** DATA FOR PROCESSING follows **

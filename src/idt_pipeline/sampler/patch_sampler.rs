use std::path::PathBuf;

use rayon::prelude::*;
use tracing::{debug, instrument};

use crate::idt_pipeline::common::error::{IdtError, Result, Stage};
use crate::idt_pipeline::config::{CaptureSet, SamplingConfig};
use crate::idt_pipeline::exposure::parse_exposure_key;
use crate::idt_pipeline::image::{ImageSource, RgbImage};
use crate::idt_pipeline::sampler::geometry::{ChartGeometry, PatchRegion};
use crate::idt_pipeline::sampler::outliers::robust_mean;
use crate::idt_pipeline::sampler::types::{CaptureSamples, RawSample, SamplerOutput};

/// Extracts per-patch robust means from checker and grey-card photographs.
pub struct Sampler {
    config: SamplingConfig,
    geometry: ChartGeometry,
}

impl Sampler {
    pub fn new(config: SamplingConfig, geometry: ChartGeometry) -> Self {
        Self { config, geometry }
    }

    pub fn geometry(&self) -> &ChartGeometry {
        &self.geometry
    }

    /// Samples every exposure in parallel, results in capture order.
    ///
    /// Exposure keys are checked before any image is read.
    #[instrument(skip_all, fields(exposures = captures.colour_checker.len()))]
    pub fn sample<S: ImageSource>(&self, source: &S, captures: &CaptureSet) -> Result<SamplerOutput> {
        for (key, _) in &captures.colour_checker {
            parse_exposure_key(key)?;
        }

        let samples = captures
            .colour_checker
            .par_iter()
            .map(|(key, paths)| self.sample_exposure(source, key, paths))
            .collect::<Result<Vec<_>>>()?;

        let grey_card = if captures.grey_card.is_empty() {
            debug!("No grey-card images supplied");
            None
        } else {
            Some(self.sample_grey_card(source, &captures.grey_card)?)
        };

        Ok(SamplerOutput {
            captures: samples,
            grey_card,
        })
    }

    /// Pools the pixels of every image of one exposure per patch region.
    pub fn sample_exposure<S: ImageSource>(
        &self,
        source: &S,
        key: &str,
        paths: &[PathBuf],
    ) -> Result<CaptureSamples> {
        let images = load_all(source, paths, || format!("exposure {key}"))?;

        let patches = self
            .geometry
            .patches
            .iter()
            .enumerate()
            .map(|(index, region)| {
                let pixels = pooled_pixels(&images, region);
                robust_mean(&pixels, &self.config, &format!("exposure {key}, patch {index}"))
            })
            .collect::<Result<Vec<_>>>()?;

        debug!(exposure = key, images = images.len(), "Sampled {} patches", patches.len());

        Ok(CaptureSamples {
            key: key.to_string(),
            patches,
        })
    }

    pub fn sample_grey_card<S: ImageSource>(&self, source: &S, paths: &[PathBuf]) -> Result<RawSample> {
        let images = load_all(source, paths, || String::from("grey card"))?;
        let pixels = pooled_pixels(&images, &self.geometry.grey_card);
        let sample = robust_mean(&pixels, &self.config, "grey card")?;
        debug!(
            valid = sample.valid_count(),
            total = sample.total(),
            "Grey card mean {:?}",
            sample.mean
        );
        Ok(sample)
    }
}

fn load_all<S: ImageSource>(
    source: &S,
    paths: &[PathBuf],
    context: impl Fn() -> String,
) -> Result<Vec<RgbImage>> {
    if paths.is_empty() {
        return Err(IdtError::InsufficientSamples {
            stage: Stage::Sampler,
            context: format!("{}: no images", context()),
            valid: 0,
            required: 1,
        });
    }
    paths.iter().map(|path| source.load(path)).collect()
}

fn pooled_pixels(images: &[RgbImage], region: &PatchRegion) -> Vec<[f32; 3]> {
    let mut pixels = Vec::new();
    for image in images {
        let (x0, y0, x1, y1) = region.pixel_bounds(image.width, image.height);
        for y in y0..y1 {
            for x in x0..x1 {
                pixels.push(image.pixel(x, y));
            }
        }
    }
    pixels
}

** End of DATA FOR PROCESSING **

■ **TASK BRIEF**: Using the listing, count the lines holding the word "SamplerOutput" and write down that number alone.

■ **ANSWER TO THE PROBLEM**: 3